The federal district court decision in United States v. Smith, 173 F. 227 (D. Ct., D. Indiana, 1909), by Judge Albert Barnes Anderson, preceded and ultimately complemented the Supreme Court decision in United States v. Press Publishing Co. (1911). The case involved the Indianapolis News, a paper in which, unbeknownst to most of its readers at the time, Vice President Charles Fairbanks had a substantial financial interest.

The News had published stories questioning the financial aspects of acquisition of the Panama Canal. President Theodore Roosevelt considered these stories libelous and sought a libel prosecution in Washington, D.C. (for which Congress had adopted Maryland’s libel laws), where some copies of the News had been distributed.

Although Judge Anderson raised questions as to whether or not the stories qualified as libelous — even suggesting that papers might have the duty to report on such matters — his more important contribution for First Amendment purposes was in ruling that if any offense had occurred, it had taken place in Indiana rather than in the nation’s capital and thus could only be prosecuted in Indiana under the Sixth Amendment, which guaranteed trial in criminal prosecutions “by an impartial jury of the state or district wherein the crime shall have been committed.”

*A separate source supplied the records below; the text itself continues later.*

#[cfg(test)]
mod tests {
    use super::*;
    use crate::models::selection::PickerValue;
    use crate::models::settings::PickerConfig;
    use crate::services::persistence::MemoryStore;
    use crate::utils::date::FixedClock;
    use egui::{Context, Event, PointerButton, Pos2, RawInput};

    fn ymd(year: i32, month: u32, day: u32) -> NaiveDate {
        NaiveDate::from_ymd_opt(year, month, day).unwrap()
    }

    /// Runs the picker in a headless egui context, one frame per call.
    struct Harness {
        ctx: Context,
        host: DatePickerHost<MemoryStore>,
        base: Id,
        toggle: Rect,
    }

    impl Harness {
        fn new(config: PickerConfig) -> Self {
            let host = DatePickerHost::with_clock(
                config,
                MemoryStore::new(),
                Box::new(FixedClock(ymd(2024, 6, 12))),
            );
            let mut harness = Self {
                ctx: Context::default(),
                host,
                base: Id::NULL,
                toggle: Rect::NOTHING,
            };
            harness.settle();
            harness
        }

        fn frame(&mut self, events: Vec<Event>) {
            let input = RawInput {
                screen_rect: Some(Rect::from_min_size(Pos2::ZERO, Vec2::new(800.0, 600.0))),
                events,
                ..Default::default()
            };
            let host = &mut self.host;
            let mut base = Id::NULL;
            let mut toggle = Rect::NOTHING;
            let _ = self.ctx.run(input, |ctx| {
                egui::CentralPanel::default().show(ctx, |ui| {
                    base = ui.make_persistent_id("picker");
                    toggle = date_picker(ui, host, "picker").rect;
                });
            });
            self.base = base;
            self.toggle = toggle;
        }

        /// Idle frames, enough for pending focus requests and locks to land.
        fn settle(&mut self) {
            for _ in 0..3 {
                self.frame(Vec::new());
            }
        }

        fn press(&mut self, key: Key, modifiers: Modifiers) {
            self.frame(vec![Event::Key {
                key,
                physical_key: None,
                pressed: true,
                repeat: false,
                modifiers,
            }]);
            self.settle();
        }

        fn click_at(&mut self, pos: Pos2) {
            self.frame(vec![
                Event::PointerMoved(pos),
                Event::PointerButton {
                    pos,
                    button: PointerButton::Primary,
                    pressed: true,
                    modifiers: Modifiers::NONE,
                },
            ]);
            self.frame(vec![Event::PointerButton {
                pos,
                button: PointerButton::Primary,
                pressed: false,
                modifiers: Modifiers::NONE,
            }]);
            self.settle();
        }

        fn move_to(&mut self, pos: Pos2) {
            self.frame(vec![Event::PointerMoved(pos)]);
        }

        fn open(&mut self) {
            let toggle = self.toggle.center();
            self.click_at(toggle);
            assert!(self.host.is_open());
        }

        fn id(&self, target: FocusTarget) -> Id {
            target_id(self.base, target)
        }

        fn focused(&self) -> Option<Id> {
            self.ctx.memory(|m| m.focused())
        }

        fn focus(&mut self, target: FocusTarget) {
            let id = self.id(target);
            self.ctx.memory_mut(|m| m.request_focus(id));
            self.settle();
        }

        fn cell_center(&self, date: NaiveDate) -> Pos2 {
            let id = self.id(FocusTarget::Day(date));
            self.ctx
                .read_response(id)
                .map(|response| response.rect.center())
                .unwrap_or_else(|| panic!("no cell drawn for {date}"))
        }
    }

    #[test]
    fn test_first_open_focuses_selected_day() {
        let mut harness = Harness::new(PickerConfig::single());
        harness.host.write(Some(PickerValue::Single(ymd(2024, 6, 20))));

        harness.open();

        assert_eq!(harness.focused(), Some(harness.id(FocusTarget::Day(ymd(2024, 6, 20)))));
    }

    #[test]
    fn test_arrow_right_moves_one_day() {
        let mut harness = Harness::new(PickerConfig::single());
        harness.open();
        assert_eq!(harness.focused(), Some(harness.id(FocusTarget::Day(ymd(2024, 6, 12)))));

        harness.press(Key::ArrowRight, Modifiers::NONE);
        assert_eq!(harness.focused(), Some(harness.id(FocusTarget::Day(ymd(2024, 6, 13)))));
        assert_eq!(harness.host.engine().focused_date(), Some(ymd(2024, 6, 13)));

        harness.press(Key::ArrowDown, Modifiers::NONE);
        assert_eq!(harness.focused(), Some(harness.id(FocusTarget::Day(ymd(2024, 6, 20)))));
    }

    #[test]
    fn test_tab_moves_one_element() {
        let mut harness = Harness::new(PickerConfig::single());
        harness.open();

        harness.press(Key::Tab, Modifiers::NONE);

        assert_eq!(harness.focused(), Some(harness.id(FocusTarget::Day(ymd(2024, 6, 13)))));
    }

    #[test]
    fn test_tab_from_close_wraps_to_prev_month() {
        let mut harness = Harness::new(PickerConfig::single());
        harness.open();
        harness.focus(FocusTarget::Close);

        harness.press(Key::Tab, Modifiers::NONE);
        assert_eq!(harness.focused(), Some(harness.id(FocusTarget::PrevMonth)));

        harness.press(Key::Tab, Modifiers::SHIFT);
        assert_eq!(harness.focused(), Some(harness.id(FocusTarget::Close)));
        assert!(harness.host.is_open());
    }

    #[test]
    fn test_escape_restores_toggle_focus() {
        let mut harness = Harness::new(PickerConfig::single());
        harness.open();

        harness.press(Key::Escape, Modifiers::NONE);

        assert!(!harness.host.is_open());
        assert_eq!(harness.focused(), Some(harness.id(FocusTarget::Toggle)));
    }

    #[test]
    fn test_arrows_cross_disabled_days() {
        let mut config = PickerConfig::single();
        config.max_date = Some("2024-06-13".to_string());
        let mut harness = Harness::new(config);
        harness.open();

        harness.press(Key::ArrowRight, Modifiers::NONE);
        harness.press(Key::ArrowRight, Modifiers::NONE);
        let disabled = ymd(2024, 6, 14);
        assert_eq!(harness.host.engine().focused_date(), Some(disabled));
        assert_eq!(harness.focused(), Some(harness.id(FocusTarget::Day(disabled))));

        harness.press(Key::ArrowLeft, Modifiers::NONE);
        assert_eq!(harness.focused(), Some(harness.id(FocusTarget::Day(ymd(2024, 6, 13)))));
    }

    #[test]
    fn test_pointer_leaving_enabled_days_clears_hover() {
        let mut config = PickerConfig::range();
        config.max_date = Some("2024-06-20".to_string());
        let mut harness = Harness::new(config);
        harness.open();

        let start = harness.cell_center(ymd(2024, 6, 10));
        harness.click_at(start);
        assert!(harness.host.selection().selection_in_progress());

        let enabled = harness.cell_center(ymd(2024, 6, 15));
        harness.move_to(enabled);
        assert_eq!(harness.host.selection().hover_date(), Some(ymd(2024, 6, 15)));

        let disabled = harness.cell_center(ymd(2024, 6, 25));
        harness.move_to(disabled);
        assert_eq!(harness.host.selection().hover_date(), None);

        harness.move_to(enabled);
        assert_eq!(harness.host.selection().hover_date(), Some(ymd(2024, 6, 15)));
        harness.move_to(Pos2::new(790.0, 590.0));
        assert_eq!(harness.host.selection().hover_date(), None);
    }
}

Anderson observed that “if the prosecuting officers have the authority to select the tribunal, if there be more than one tribunal to select from, if the government has that power, and can drag citizens from distant states to the capital of the nation, there to be tried, then, as Judge [Thomas B.] Cooley says, this is a strange result of a revolution where one of the grievances complained of [among other places, in the Declaration of Independence] was the assertion of the right to send parties abroad for trial.”